Below are some records; copy each line in them that contains "visited".
Excerpted data section start
//! The Z3 facade.
//!
//! Naming convention for free constants: the engine passes contextualized
//! names of the form `<flattened-name>_<version>__<cycle>`. The facade
//! never parses these; names are opaque symbol identities here.

use std::cell::RefCell;
use std::collections::HashSet;

use rand::rngs::StdRng;
use rand::{Rng, SeedableRng};
use z3::ast::{Ast, Bool, Dynamic, Int};
use z3::{Context, Model, SatResult, Tactic};

use veriscan_ir::{DataType, Literal};

use crate::error::{Result, SmtError};

/// Seed for the don't-care value generator. Fixed so runs are reproducible.
const RNG_SEED: u64 = 108;

/// Outcome of a check under assumption literals.
#[derive(Debug)]
pub enum AssumptionOutcome<'ctx> {
    /// Satisfiable, with a model over the asserted constants.
    Sat(Model<'ctx>),
    /// Unsatisfiable, with the subset of assumption literals that proves it.
    Unsat {
        /// The unsat core, drawn from the passed assumption literals.
        core: Vec<Bool<'ctx>>,
    },
}

/// Facade over one shared solver context.
///
/// Terms are cheap, structurally shared values; contexts of the engine
/// reference the facade and exchange terms freely. The random number
/// generator sits behind a `RefCell` so factory methods take `&self` like
/// every other term constructor.
pub struct Smt<'ctx> {
    context: &'ctx Context,
    rng: RefCell<StdRng>,
}

impl<'ctx> Smt<'ctx> {
    /// Create a facade over `context`.
    pub fn new(context: &'ctx Context) -> Self {
        Self { context, rng: RefCell::new(StdRng::seed_from_u64(RNG_SEED)) }
    }

    /// The underlying solver context.
    pub fn context(&self) -> &'ctx Context {
        self.context
    }

    // ---- Value factories ----

    /// A boolean value term.
    pub fn bool_value(&self, value: bool) -> Bool<'ctx> {
        Bool::from_bool(self.context, value)
    }

    /// An integer value term.
    pub fn int_value(&self, value: i64) -> Int<'ctx> {
        Int::from_i64(self.context, value)
    }

    /// The default value of a data type: `false` for the boolean sorts,
    /// `0` for the arithmetic ones.
    pub fn default_value(&self, data_type: &DataType) -> Result<Dynamic<'ctx>> {
        match data_type {
            DataType::Bool | DataType::SafetyBool => {
                Ok(Dynamic::from_ast(&self.bool_value(false)))
            }
            DataType::Int | DataType::Time | DataType::Enumeration { .. } => {
                Ok(Dynamic::from_ast(&self.int_value(0)))
            }
            DataType::Real | DataType::Derived { .. } => {
                Err(SmtError::unsupported_sort(data_type))
            }
        }
    }

    /// A random value of a data type, drawn from the seeded generator.
    ///
    /// Integers are drawn from -32768..=32767 and times from 0..=65535.
    /// Safety booleans default to `false` rather than a random draw.
    /// Random values populate only "don't care" entries of concrete
    /// stores; values the solver constrained always come from a model.
    pub fn random_value(&self, data_type: &DataType) -> Result<Dynamic<'ctx>> {
        let mut rng = self.rng.borrow_mut();
        match data_type {
            DataType::Bool => {
                let value = rng.gen_bool(0.5);
                Ok(Dynamic::from_ast(&self.bool_value(value)))
            }
            DataType::SafetyBool => Ok(Dynamic::from_ast(&self.bool_value(false))),
            DataType::Int => {
                let value = rng.gen_range(-32768..=32767);
                Ok(Dynamic::from_ast(&self.int_value(value)))
            }
            DataType::Time => {
                let value = rng.gen_range(0..=65535);
                Ok(Dynamic::from_ast(&self.int_value(value)))
            }
            DataType::Enumeration { values } => {
                let index = rng.gen_range(0..values.len().max(1)) as i64;
                Ok(Dynamic::from_ast(&self.int_value(index)))
            }
            DataType::Real | DataType::Derived { .. } => {
                Err(SmtError::unsupported_sort(data_type))
            }
        }
    }

    /// The value term of an IR literal.
    pub fn literal_value(&self, literal: &Literal) -> Dynamic<'ctx> {
        match literal {
            Literal::Bool(value) => Dynamic::from_ast(&self.bool_value(*value)),
            Literal::Int(value) | Literal::Time(value) => {
                Dynamic::from_ast(&self.int_value(*value))
            }
            Literal::Enumerated { index, .. } => Dynamic::from_ast(&self.int_value(*index)),
        }
    }

    // ---- Constant factories ----

    /// A boolean free constant with the given contextualized name.
    pub fn bool_constant(&self, contextualized_name: &str) -> Bool<'ctx> {
        Bool::new_const(self.context, contextualized_name)
    }

    /// An integer free constant with the given contextualized name.
    pub fn int_constant(&self, contextualized_name: &str) -> Int<'ctx> {
        Int::new_const(self.context, contextualized_name)
    }

    /// A free constant of the sort matching `data_type`.
    pub fn constant(&self, contextualized_name: &str, data_type: &DataType) -> Result<Dynamic<'ctx>> {
        match data_type {
            DataType::Bool | DataType::SafetyBool => {
                Ok(Dynamic::from_ast(&self.bool_constant(contextualized_name)))
            }
            DataType::Int | DataType::Time | DataType::Enumeration { .. } => {
                Ok(Dynamic::from_ast(&self.int_constant(contextualized_name)))
            }
            DataType::Real | DataType::Derived { .. } => {
                Err(SmtError::unsupported_sort(data_type))
            }
        }
    }

    // ---- Checks ----

    fn tactic_solver(&self) -> z3::Solver<'ctx> {
        Tactic::new(self.context, "simplify")
            .and_then(&Tactic::new(self.context, "solve-eqs"))
            .and_then(&Tactic::new(self.context, "smt"))
            .solver()
    }

    /// Check the conjunction of `assertions`.
    ///
    /// Returns `Some(model)` when satisfiable, `None` when unsatisfiable.
    /// An `unknown` verdict is an error; callers discard the querying
    /// context instead of guessing.
    pub fn check(&self, assertions: &[Bool<'ctx>]) -> Result<Option<Model<'ctx>>> {
        let solver = self.tactic_solver();
        solver.push();
        for assertion in assertions {
            solver.assert(assertion);
        }
        let outcome = match solver.check() {
            SatResult::Sat => solver.get_model().map(Some).ok_or_else(SmtError::unknown),
            SatResult::Unsat => Ok(None),
            SatResult::Unknown => Err(SmtError::unknown()),
        };
        // Drop learned clauses.
        solver.pop(1);
        outcome
    }

    /// Check `assertions` under the given assumption literals.
    ///
    /// On unsatisfiability the unsat core names the responsible literals.
    pub fn check_under_assumptions(
        &self,
        assertions: &[Bool<'ctx>],
        assumptions: &[Bool<'ctx>],
    ) -> Result<AssumptionOutcome<'ctx>> {
        let solver = self.tactic_solver();
        solver.push();
        for assertion in assertions {
            solver.assert(assertion);
        }
        let outcome = match solver.check_assumptions(assumptions) {
            SatResult::Sat => solver
                .get_model()
                .map(AssumptionOutcome::Sat)
                .ok_or_else(SmtError::unknown),
            SatResult::Unsat => Ok(AssumptionOutcome::Unsat { core: solver.get_unsat_core() }),
            SatResult::Unknown => Err(SmtError::unknown()),
        };
        solver.pop(1);
        outcome
    }

    // ---- Term inspection ----

    /// The concrete boolean behind a term, if it is the literal `true` or
    /// `false`.
    pub fn bool_from(term: &Dynamic<'ctx>) -> Option<bool> {
        term.as_bool().and_then(|value| value.as_bool())
    }

    /// The concrete integer behind a term, if it is a numeral.
    pub fn int_from(term: &Dynamic<'ctx>) -> Option<i64> {
        term.as_int().and_then(|value| value.as_i64())
    }

    /// Whether a term is a fully interpreted value.
    pub fn is_value(term: &Dynamic<'ctx>) -> bool {
        Self::bool_from(term).is_some() || Self::int_from(term).is_some()
    }

    /// The symbol name of an uninterpreted constant.
    pub fn constant_name(term: &Dynamic<'ctx>) -> String {
        term.decl().name()
    }

    /// Every distinct uninterpreted constant occurring in `term`.
    ///
    /// Walks the term structurally with an explicit worklist and a visited
    /// set keyed by term identity, so shared sub-terms are visited once.
    pub fn uninterpreted_constants(&self, term: &Dynamic<'ctx>) -> Vec<Dynamic<'ctx>> {
        let mut worklist = vec![term.clone()];
        let mut visited: HashSet<Dynamic<'ctx>> = HashSet::new();
        let mut seen_names: HashSet<String> = HashSet::new();
        let mut constants = Vec::new();
        while let Some(current) = worklist.pop() {
            if !visited.insert(current.clone()) {
                continue;
            }
            let children = current.children();
            if children.is_empty() {
                if !Self::is_value(&current) {
                    let name = Self::constant_name(&current);
                    if seen_names.insert(name) {
                        constants.push(current);
                    }
                }
            } else {
                worklist.extend(children);
            }
        }
        constants
    }

    /// Replace every occurrence of `source` in `term` by `destination`.
    pub fn substitute(
        &self,
        term: &Dynamic<'ctx>,
        source: &Dynamic<'ctx>,
        destination: &Dynamic<'ctx>,
    ) -> Dynamic<'ctx> {
        term.substitute(&[(source, destination)])
    }

    /// Evaluate `term` against `model` without model completion.
    ///
    /// Returns the interpreted value only when the model actually
    /// constrains the term. Unconstrained constants evaluate to
    /// themselves and yield `None`, which is what keeps "don't care"
    /// entries of a forked concrete store at their previous values.
    pub fn model_value(&self, model: &Model<'ctx>, term: &Dynamic<'ctx>) -> Option<Dynamic<'ctx>> {
        let evaluated = model.eval(term, false)?;
        if Self::is_value(&evaluated) {
            Some(evaluated)
        } else {
            None
        }
    }

    // ---- Connectives over collected terms ----

    /// The conjunction of `terms`, `true` when empty.
    pub fn conjoin(&self, terms: &[Bool<'ctx>]) -> Bool<'ctx> {
        let references: Vec<&Bool<'ctx>> = terms.iter().collect();
        Bool::and(self.context, &references)
    }

    /// The disjunction of `terms`, `false` when empty.
    pub fn disjoin(&self, terms: &[Bool<'ctx>]) -> Bool<'ctx> {
        let references: Vec<&Bool<'ctx>> = terms.iter().collect();
        Bool::or(self.context, &references)
    }
}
Excerpted data section end
Answer below.
    /// Walks the term structurally with an explicit worklist and a visited
    /// set keyed by term identity, so shared sub-terms are visited once.
        let mut visited: HashSet<Dynamic<'ctx>> = HashSet::new();
            if !visited.insert(current.clone()) {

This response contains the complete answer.